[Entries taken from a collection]
────────

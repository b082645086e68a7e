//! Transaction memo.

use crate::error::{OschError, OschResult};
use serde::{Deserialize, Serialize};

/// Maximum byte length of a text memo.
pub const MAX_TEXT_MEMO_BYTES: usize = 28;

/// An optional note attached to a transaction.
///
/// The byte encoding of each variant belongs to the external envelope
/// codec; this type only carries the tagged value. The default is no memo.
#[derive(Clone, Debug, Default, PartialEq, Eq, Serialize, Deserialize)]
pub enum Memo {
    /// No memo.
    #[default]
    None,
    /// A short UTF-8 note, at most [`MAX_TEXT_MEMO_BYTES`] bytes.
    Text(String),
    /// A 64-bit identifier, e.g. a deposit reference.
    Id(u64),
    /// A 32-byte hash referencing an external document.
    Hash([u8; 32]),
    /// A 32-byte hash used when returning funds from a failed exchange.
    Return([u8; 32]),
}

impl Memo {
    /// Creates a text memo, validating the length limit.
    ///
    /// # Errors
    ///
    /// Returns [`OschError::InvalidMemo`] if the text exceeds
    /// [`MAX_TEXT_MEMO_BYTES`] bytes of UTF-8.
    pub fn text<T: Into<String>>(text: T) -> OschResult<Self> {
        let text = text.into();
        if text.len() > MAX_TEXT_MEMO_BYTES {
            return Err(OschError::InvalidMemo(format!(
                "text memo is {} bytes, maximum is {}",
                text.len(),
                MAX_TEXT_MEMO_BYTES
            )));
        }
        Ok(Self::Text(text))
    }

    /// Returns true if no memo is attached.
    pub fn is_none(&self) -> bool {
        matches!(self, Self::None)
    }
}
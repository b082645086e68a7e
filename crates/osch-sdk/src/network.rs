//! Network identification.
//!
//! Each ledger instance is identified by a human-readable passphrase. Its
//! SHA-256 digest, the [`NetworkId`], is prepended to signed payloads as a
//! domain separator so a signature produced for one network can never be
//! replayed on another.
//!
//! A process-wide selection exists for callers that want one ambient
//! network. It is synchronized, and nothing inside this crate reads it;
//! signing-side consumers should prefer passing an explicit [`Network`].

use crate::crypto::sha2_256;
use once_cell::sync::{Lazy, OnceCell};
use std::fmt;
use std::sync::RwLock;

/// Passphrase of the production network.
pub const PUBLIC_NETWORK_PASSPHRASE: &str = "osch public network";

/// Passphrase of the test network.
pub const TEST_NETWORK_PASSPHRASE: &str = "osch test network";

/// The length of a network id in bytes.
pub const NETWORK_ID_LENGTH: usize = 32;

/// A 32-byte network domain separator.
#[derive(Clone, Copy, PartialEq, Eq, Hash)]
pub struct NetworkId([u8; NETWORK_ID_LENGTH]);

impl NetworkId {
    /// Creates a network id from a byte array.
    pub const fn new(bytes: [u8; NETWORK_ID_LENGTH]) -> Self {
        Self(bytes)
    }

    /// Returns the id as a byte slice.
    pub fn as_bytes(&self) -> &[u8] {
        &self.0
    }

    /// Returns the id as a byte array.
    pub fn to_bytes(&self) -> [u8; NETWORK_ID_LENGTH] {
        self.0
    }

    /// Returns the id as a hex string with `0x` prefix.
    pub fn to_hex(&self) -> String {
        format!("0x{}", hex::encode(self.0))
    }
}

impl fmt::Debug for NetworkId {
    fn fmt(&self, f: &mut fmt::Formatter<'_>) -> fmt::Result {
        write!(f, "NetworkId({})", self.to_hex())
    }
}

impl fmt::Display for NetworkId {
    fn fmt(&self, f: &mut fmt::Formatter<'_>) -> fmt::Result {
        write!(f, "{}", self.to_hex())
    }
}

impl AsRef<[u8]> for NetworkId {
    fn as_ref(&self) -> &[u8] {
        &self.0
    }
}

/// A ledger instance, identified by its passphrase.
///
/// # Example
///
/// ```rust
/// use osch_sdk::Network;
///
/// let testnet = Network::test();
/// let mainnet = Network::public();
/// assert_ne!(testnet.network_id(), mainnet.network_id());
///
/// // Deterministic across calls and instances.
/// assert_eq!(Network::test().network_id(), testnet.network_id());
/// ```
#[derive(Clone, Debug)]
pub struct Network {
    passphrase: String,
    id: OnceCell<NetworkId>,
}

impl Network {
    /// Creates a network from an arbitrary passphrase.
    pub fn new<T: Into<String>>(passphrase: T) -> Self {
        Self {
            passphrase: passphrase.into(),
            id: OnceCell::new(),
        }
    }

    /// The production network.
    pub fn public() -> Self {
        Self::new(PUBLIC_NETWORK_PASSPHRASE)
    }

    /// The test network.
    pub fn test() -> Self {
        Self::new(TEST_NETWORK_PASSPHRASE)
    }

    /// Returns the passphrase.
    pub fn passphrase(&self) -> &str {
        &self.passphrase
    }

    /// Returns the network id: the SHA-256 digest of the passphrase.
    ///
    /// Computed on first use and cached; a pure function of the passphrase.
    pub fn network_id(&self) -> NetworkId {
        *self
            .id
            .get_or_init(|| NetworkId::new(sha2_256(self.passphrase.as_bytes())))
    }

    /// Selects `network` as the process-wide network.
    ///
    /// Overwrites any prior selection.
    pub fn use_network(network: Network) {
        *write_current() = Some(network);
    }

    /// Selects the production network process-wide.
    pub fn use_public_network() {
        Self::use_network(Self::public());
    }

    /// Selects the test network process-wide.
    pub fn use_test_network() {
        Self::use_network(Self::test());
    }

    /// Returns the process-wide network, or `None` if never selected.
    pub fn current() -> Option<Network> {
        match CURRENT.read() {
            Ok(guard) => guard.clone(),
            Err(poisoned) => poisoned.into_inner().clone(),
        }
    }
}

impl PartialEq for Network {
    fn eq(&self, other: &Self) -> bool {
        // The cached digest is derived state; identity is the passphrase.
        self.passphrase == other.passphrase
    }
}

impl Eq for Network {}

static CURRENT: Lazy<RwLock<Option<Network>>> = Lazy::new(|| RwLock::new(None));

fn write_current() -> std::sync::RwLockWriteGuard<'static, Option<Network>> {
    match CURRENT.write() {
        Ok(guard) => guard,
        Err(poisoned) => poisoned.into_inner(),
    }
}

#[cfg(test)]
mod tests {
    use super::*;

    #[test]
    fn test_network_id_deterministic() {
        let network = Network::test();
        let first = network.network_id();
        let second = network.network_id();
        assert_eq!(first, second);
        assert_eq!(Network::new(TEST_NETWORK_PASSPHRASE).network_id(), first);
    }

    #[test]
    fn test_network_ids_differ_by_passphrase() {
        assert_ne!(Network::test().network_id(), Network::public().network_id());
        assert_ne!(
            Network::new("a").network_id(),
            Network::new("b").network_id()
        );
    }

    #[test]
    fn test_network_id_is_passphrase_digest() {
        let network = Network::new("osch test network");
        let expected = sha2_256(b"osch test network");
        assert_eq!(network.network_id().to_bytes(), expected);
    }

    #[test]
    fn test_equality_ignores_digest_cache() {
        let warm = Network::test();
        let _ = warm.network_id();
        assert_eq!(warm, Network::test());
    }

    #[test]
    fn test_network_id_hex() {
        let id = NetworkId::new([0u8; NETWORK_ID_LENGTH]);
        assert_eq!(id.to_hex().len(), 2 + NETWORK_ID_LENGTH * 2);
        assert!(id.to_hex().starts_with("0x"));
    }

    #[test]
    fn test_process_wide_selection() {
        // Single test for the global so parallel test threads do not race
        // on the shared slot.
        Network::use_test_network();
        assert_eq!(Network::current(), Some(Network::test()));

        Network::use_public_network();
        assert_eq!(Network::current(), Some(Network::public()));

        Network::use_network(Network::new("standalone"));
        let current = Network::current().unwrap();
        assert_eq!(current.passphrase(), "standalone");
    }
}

────────

● **What is required**:
Show all lines from the records above where the word "OschResult" occurs.

● **Expected answer**:
use crate::error::{OschError, OschResult};
    pub fn text<T: Into<String>>(text: T) -> OschResult<Self> {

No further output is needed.